Hunter kids take to the trees to tackle grief
A Newcastle-based grief counselling team will host a one-day support group at the Tree Top Adventure Park on 4 April for young people who’ve suffered the unexpected death of someone in their family.
The day which is made possible through funding from nib foundation, is an extension of Keeping Connections: Childhood Bereavement Program, a one-of-a-kind grief counselling service for children run by the Department of Forensic Medicine, Newcastle*.
The Keeping Connections: Childhood Bereavement Program is the first of its kind for the families of the greater Hunter region. Developed by the Department of Forensic Medicine with a University of Newcastle social work program, it was a finalist in the 2013 NSW Health Innovation Awards.
The eight-week facilitated peer group program is aimed at children aged 7 to 12 whose dads have died, with a parallel group for surviving parents and caregivers.
Danny Nugus, a grief counsellor with the program, says the death of a parent is the most fundamental loss a child can face. Many children feel alone, isolated, different and unable to talk about their experiences for fear of upsetting others or themselves. Keeping Connections was developed with these children in mind.
“Keeping Connections provides a safe space where children and young people can connect with each other about their loss, express their feelings and develop healthy ways of coping,” Danny said.
“To coincide with Youth Week, we’re hosting a special one-day support group at the Tree Top Adventure Park in Minmi that will help grieving kids boost their confidence levels and cope with new challenges.
“We’re expecting 16 young people aged 10 to 19 to attend our Tree Top Challenge, including some who went through our Keeping Connections program last year.”
Danny said the Tree Top Challenge will see young people will support and encourage each other up in the trees as they face the rope obstacle course. They will be out of their comfort zones and facing unfamiliar and challenging situations. By supporting each other, they’ll help build each other’s confidence to achieve more than they thought possible.
Back on the ground and guided by qualified counsellors, the young people will share their feelings about the challenges they faced, how they overcame them and connect those experiences to ways of coping with the challenges of loss and bereavement.
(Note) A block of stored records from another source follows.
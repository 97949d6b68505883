/// The market-clearing intersection of a demand and a supply curve.
///
/// Both fields are non-negative whenever the point was produced by the
/// equilibrium solver, which rejects intersections outside the
/// economically valid region.
#[derive(Clone, Copy, Debug, PartialEq)]
#[cfg_attr(feature = "serde", derive(serde::Serialize, serde::Deserialize))]
pub struct EquilibriumPoint {
    /// The price at which quantity demanded equals quantity supplied
    pub price: f64,
    /// The quantity traded at that price
    pub quantity: f64,
}
/// Welfare areas at the equilibrium point.
#[derive(Clone, Copy, Debug, PartialEq)]
#[cfg_attr(feature = "serde", derive(serde::Serialize, serde::Deserialize))]
pub struct SurplusResult {
    /// Consumer surplus: the area between the demand curve and the
    /// equilibrium price
    pub consumer: f64,
    /// Producer surplus: the area between the equilibrium price and the
    /// supply curve
    pub producer: f64,
}

impl SurplusResult {
    /// Total welfare, the sum of consumer and producer surplus
    pub fn total(&self) -> f64 {
        self.consumer + self.producer
    }
}
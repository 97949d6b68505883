use super::IOArgs;
use clap::{Subcommand, ValueEnum};
use sdc_solver::io::Dataset;
use sdc_solver::{AnalysisResult, export_csv, flatten};
use std::{
    io::{Read, Write},
    str::FromStr,
};

#[derive(Subcommand)]
pub enum Commands {
    /// Fit both curves, solve the equilibrium, and report the full result
    Analyze {
        #[command(flatten)]
        io: IOArgs,

        /// The dataset format (if omitted, inferred from the input filename,
        /// defaulting to json)
        #[arg(short, long)]
        input_format: Option<InputFormat>,
    },

    /// Run the analysis and export the flat named fields as tabular rows
    Export {
        #[command(flatten)]
        io: IOArgs,

        /// The dataset format (if omitted, inferred from the input filename,
        /// defaulting to json)
        #[arg(short, long)]
        input_format: Option<InputFormat>,

        /// The output format (if omitted, inferred from the output filename)
        #[arg(short, long)]
        format: Option<ExportFormat>,
    },
}

// The dataset can arrive as structured JSON or as the tabular
// curve_type/price/quantity format
#[derive(Clone, Copy, ValueEnum)]
pub enum InputFormat {
    Json,
    Csv,
}

impl InputFormat {
    pub fn from_extension(extension: Option<&str>) -> Self {
        match extension {
            Some("csv") | Some("CSV") => Self::Csv,
            _ => Self::Json,
        }
    }

    pub fn read(self, input: impl Read) -> anyhow::Result<Dataset> {
        match self {
            Self::Json => Ok(serde_json::from_reader(input)?),
            Self::Csv => Ok(Dataset::from_csv(input)?),
        }
    }
}

// Same story here with the ExportFormat enum as with InputFormat
#[derive(Clone, Copy, ValueEnum)]
pub enum ExportFormat {
    Csv,
    Json,
}

impl ExportFormat {
    pub fn export<W: Write>(&self, result: &AnalysisResult, buffer: &mut W) -> anyhow::Result<()> {
        match self {
            Self::Csv => export_csv(result, buffer)?,
            Self::Json => serde_json::to_writer_pretty(buffer, &flatten(result))?,
        };
        Ok(())
    }
}

impl FromStr for ExportFormat {
    type Err = ExportFormatError;

    fn from_str(s: &str) -> Result<Self, Self::Err> {
        match s {
            "csv" | "CSV" => Ok(Self::Csv),
            "json" | "JSON" => Ok(Self::Json),
            _ => Err(Self::Err::ExportExtension(s.to_owned())),
        }
    }
}

#[derive(thiserror::Error, Debug)]
pub enum ExportFormatError {
    #[error("Unknown export format: {0}")]
    ExportExtension(String),
}
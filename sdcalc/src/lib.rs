use clap::Parser;

mod io;
pub use io::*;

mod commands;
pub use commands::*;

// The top-level arguments -- presently just which subcommand to execute
#[derive(Parser)]
#[command(version, about, long_about = None)]
pub struct BaseArgs {
    #[command(subcommand)]
    pub command: Commands,
}

impl BaseArgs {
    pub fn evaluate(self) -> anyhow::Result<()> {
        match self.command {
            Commands::Analyze { io, input_format } => {
                let dataset = input_format
                    .unwrap_or_else(|| InputFormat::from_extension(io.input_extension()))
                    .read(io.read()?)?;
                let result = dataset.analyze()?;
                let output = io.write()?;
                serde_json::to_writer_pretty(output, &result)?;
            }
            Commands::Export {
                io,
                input_format,
                format,
            } => {
                let dataset = input_format
                    .unwrap_or_else(|| InputFormat::from_extension(io.input_extension()))
                    .read(io.read()?)?;
                let result = dataset.analyze()?;

                let format = if let Some(format) = format {
                    format
                } else if let Some(ext) = io.output_extension() {
                    ext.parse()?
                } else {
                    return Err(CliError::ExportInference)?;
                };

                let mut output = io.write()?;
                format.export(&result, &mut output)?;
            }
        }

        Ok(())
    }
}

#[derive(thiserror::Error, Debug)]
pub enum CliError {
    #[error("Unable to infer export format, please specify a valid format")]
    ExportInference,
}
“We want the participating children to learn from each other about how to face an uncertain future and know they are not alone.”
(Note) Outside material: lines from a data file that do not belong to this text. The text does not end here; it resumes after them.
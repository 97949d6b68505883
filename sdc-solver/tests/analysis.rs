use approx::assert_relative_eq;
use rstest::*;
use sdc_solver::{
    AnalysisError, FitError, LinearCurve, PlotSeries, SampleSeries, SolveError, analyze,
    compute_surplus, fit, solve,
};

#[fixture]
pub fn observed_market() -> (SampleSeries, SampleSeries) {
    let prices = vec![4.0, 5.0, 6.0, 7.0, 8.0, 9.0];

    let demand = SampleSeries::new(
        prices.clone(),
        vec![135.0, 104.0, 81.0, 68.0, 53.0, 39.0],
    )
    .unwrap();
    let supply =
        SampleSeries::new(prices, vec![26.0, 53.0, 81.0, 98.0, 110.0, 121.0]).unwrap();

    (demand, supply)
}

#[rstest]
fn fits_observed_curves(observed_market: (SampleSeries, SampleSeries)) {
    let (demand, supply) = observed_market;

    let demand_curve = fit(&demand).unwrap();
    assert_relative_eq!(demand_curve.intercept, 199.97142857142856, max_relative = 1e-9);
    assert_relative_eq!(demand_curve.slope, -18.457142857142856, max_relative = 1e-9);

    let supply_curve = fit(&supply).unwrap();
    assert_relative_eq!(supply_curve.intercept, -41.62857142857143, max_relative = 1e-9);
    assert_relative_eq!(supply_curve.slope, 18.942857142857143, max_relative = 1e-9);
}

#[rstest]
fn analyzes_observed_market_end_to_end(observed_market: (SampleSeries, SampleSeries)) {
    let (demand, supply) = observed_market;

    let result = analyze(&demand, &supply).unwrap();

    assert_relative_eq!(result.equilibrium.price, 6.459893048128342, max_relative = 1e-9);
    assert_relative_eq!(result.equilibrium.quantity, 80.74025974025975, max_relative = 1e-9);

    // the fitted supply curve has a negative quantity intercept, so the
    // producer surplus comes from the triangle rule
    assert!(result.supply.quantity_intercept() <= 0.0);
    assert_relative_eq!(result.surplus.consumer, 176.59801393371617, max_relative = 1e-9);
    assert_relative_eq!(result.surplus.producer, 172.06985973028753, max_relative = 1e-9);
    assert_relative_eq!(result.surplus.total(), 348.6678736640037, max_relative = 1e-9);
}

#[rstest]
fn analyze_is_idempotent(observed_market: (SampleSeries, SampleSeries)) {
    let (demand, supply) = observed_market;

    let first = analyze(&demand, &supply).unwrap();
    let second = analyze(&demand, &supply).unwrap();

    assert_eq!(first, second);
}

#[test]
fn literal_curve_parameters_use_trapezoid_branch() {
    let demand = LinearCurve {
        intercept: 15000.0,
        slope: -2500.0,
    };
    let supply = LinearCurve {
        intercept: 2000.0,
        slope: 7500.0,
    };

    let equilibrium = solve(&demand, &supply).unwrap();
    assert_relative_eq!(equilibrium.price, 1.3, max_relative = 1e-12);
    assert_relative_eq!(equilibrium.quantity, 11750.0, max_relative = 1e-12);

    assert!(supply.quantity_intercept() > 0.0);
    let surplus = compute_surplus(
        &equilibrium,
        demand.price_intercept(),
        supply.quantity_intercept(),
        supply.price_intercept(),
    )
    .unwrap();

    assert_relative_eq!(surplus.consumer, 27612.5, max_relative = 1e-12);
    assert_relative_eq!(surplus.producer, 8937.5, max_relative = 1e-12);
}

#[rstest]
fn plot_series_covers_padded_price_range(observed_market: (SampleSeries, SampleSeries)) {
    let (demand, supply) = observed_market;
    let result = analyze(&demand, &supply).unwrap();

    let series = PlotSeries::sample(&result, 100);

    // the demand curve's price intercept dominates the supply curve's
    let ceiling = 1.1 * result.demand.price_intercept();
    assert_eq!(series.prices[0], 0.0);
    assert_relative_eq!(series.prices[99], ceiling, max_relative = 1e-9);

    // the grid endpoints evaluate both curves
    assert_relative_eq!(
        series.demand_quantities[0],
        result.demand.quantity_intercept(),
        max_relative = 1e-9
    );
    assert_relative_eq!(
        series.supply_quantities[99],
        result.supply.quantity_at(ceiling),
        max_relative = 1e-9
    );
}

#[rstest]
#[case::degenerate_demand(true)]
#[case::degenerate_supply(false)]
fn constant_prices_fail_the_fit(#[case] degenerate_demand: bool) {
    let degenerate = SampleSeries::new(vec![7.0, 7.0, 7.0], vec![1.0, 2.0, 3.0]).unwrap();
    let healthy = SampleSeries::new(vec![1.0, 2.0, 3.0], vec![30.0, 20.0, 10.0]).unwrap();

    // whichever side is degenerate, the pipeline reports the fit failure
    let err = if degenerate_demand {
        analyze(&degenerate, &healthy).unwrap_err()
    } else {
        analyze(&healthy, &degenerate).unwrap_err()
    };
    assert_eq!(err, AnalysisError::Fit(FitError::NoVariance));
}

#[test]
fn mirrored_slopes_still_intersect() {
    // equal-magnitude opposite slopes are not parallel
    let demand = LinearCurve {
        intercept: 100.0,
        slope: -5.0,
    };
    let supply = LinearCurve {
        intercept: 0.0,
        slope: 5.0,
    };

    let equilibrium = solve(&demand, &supply).unwrap();
    assert_relative_eq!(equilibrium.price, 10.0, max_relative = 1e-12);
    assert_relative_eq!(equilibrium.quantity, 50.0, max_relative = 1e-12);
}

#[test]
fn crossing_outside_the_positive_quadrant_is_reported_distinctly() {
    // intersection exists algebraically, but at a negative price
    let demand = LinearCurve {
        intercept: 10.0,
        slope: -1.0,
    };
    let supply = LinearCurve {
        intercept: 50.0,
        slope: 1.0,
    };

    assert_eq!(solve(&demand, &supply).unwrap_err(), SolveError::Infeasible);
}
“Talking and listening to others in the same age group who’ve gone through similar experiences can have lasting benefits for young people.
“It helps them begin to make sense of the death, maintain a helpful connection with the person who died, and rebuild their lives.
“The outdoor adventure will reinforce that it’s important to have fun and try new things, even after such a massive loss. Doing so doesn’t mean you forget the person who died or need to feel guilty for living your life,” Danny explained.
Funding by nib foundation has helped the program expand in 2014 to develop a range of
therapeutic children’s bereavement groups including initiatives like the Tree Top Challenge.
nib foundation Chairman, Keith Lynch said the therapeutic program was an important
resource to help these children understand and cope with their grief.
“Research shows that childhood grief is associated with increased risk of self-harm and mental health difficulties, truancy and poor school performance, low self-esteem, reduced social connectedness, and a breakdown in family functioning,” Mr Lynch said.
“We are proud to support this unique program that will provide age-appropriate counselling and peer support to help these children and their carers through what is often a very difficult time in their lives,” he added.
The next eight-week Keeping Connections group for children and their surviving
parents/carers will begin at the end of April.
*The Department of Forensic Medicine is part of the state’s Forensic and Analytical Science Service, one of five specialist networks within NSW Health Pathology. The Department of Forensic Medicine conducts post-mortems at the request of the coroner and provides specialist grief counselling to the families of the deceased.